Official tourism figures show that Qiandongnan received 14 million visitors in 2009, generating more than 10 billion yuan in revenue. The peak time was during the National Day holiday week in October, when residents earned in excess of 4.8 million yuan.

Turning to tourism

Mandong village, which is 45 kilometers from Kaili and home to 1,700 Miao people, is already reaping the benefits of using its traditional industry to develop tourism.

Women here have been weaving for more than a century. Using various fabrics and silk, they immerse their products in a dyestuff abstracted from the root of a indigenous tree, then air them out in sunlight for several days. The whole process takes about 10 days.

"The loom is one of my good friends," said Pan Ying, 46, as she pinned her hair into a knot at the back of her neck in typical Miao style. "We have worked together for more than 25 years."

Even as late as the 1990s, almost 100 percent of the garments worn by villagers were homemade.
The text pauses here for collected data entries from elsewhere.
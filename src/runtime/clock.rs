use crate::foundation::core::Millis;

/// Monotonic time source in milliseconds.
pub trait Clock {
    /// Current clock value.
    fn now_ms(&self) -> Millis;
}

/// Manually advanced clock for deterministic runs.
#[derive(Clone, Copy, Debug, Default, PartialEq)]
pub struct VirtualClock {
    now: Millis,
}

impl VirtualClock {
    /// Clock starting at `start_ms`.
    pub fn starting_at(start_ms: Millis) -> Self {
        Self { now: start_ms }
    }

    /// Move forward by `dt_ms`. Negative steps are ignored.
    pub fn advance(&mut self, dt_ms: Millis) {
        if dt_ms > 0.0 {
            self.now += dt_ms;
        }
    }

    /// Jump to `t_ms` if it is not in the past.
    pub fn advance_to(&mut self, t_ms: Millis) {
        if t_ms > self.now {
            self.now = t_ms;
        }
    }
}

impl Clock for VirtualClock {
    fn now_ms(&self) -> Millis {
        self.now
    }
}

#[cfg(test)]
#[path = "../../tests/unit/runtime/clock.rs"]
mod tests;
Most products that run off the looms now, however, are sold to tourists.

"Many visitors are attracted by our traditional culture, which has been well preserved," said Pan, director of the village's women's committee, who explained that she weaves with the same machine her mother used for some 50 years.

For weavers in Mandong, the tourism industry that has been gradually developed since 1983 represents an extra 5,000 or 6,000 yuan a month, roughly one-third of the average income for each household.

Although business opportunities abound, the changes have failed to convince many of the village's young people to take up the handicraft.

Like in Tonggu, the lure of the big cities is proving too strong.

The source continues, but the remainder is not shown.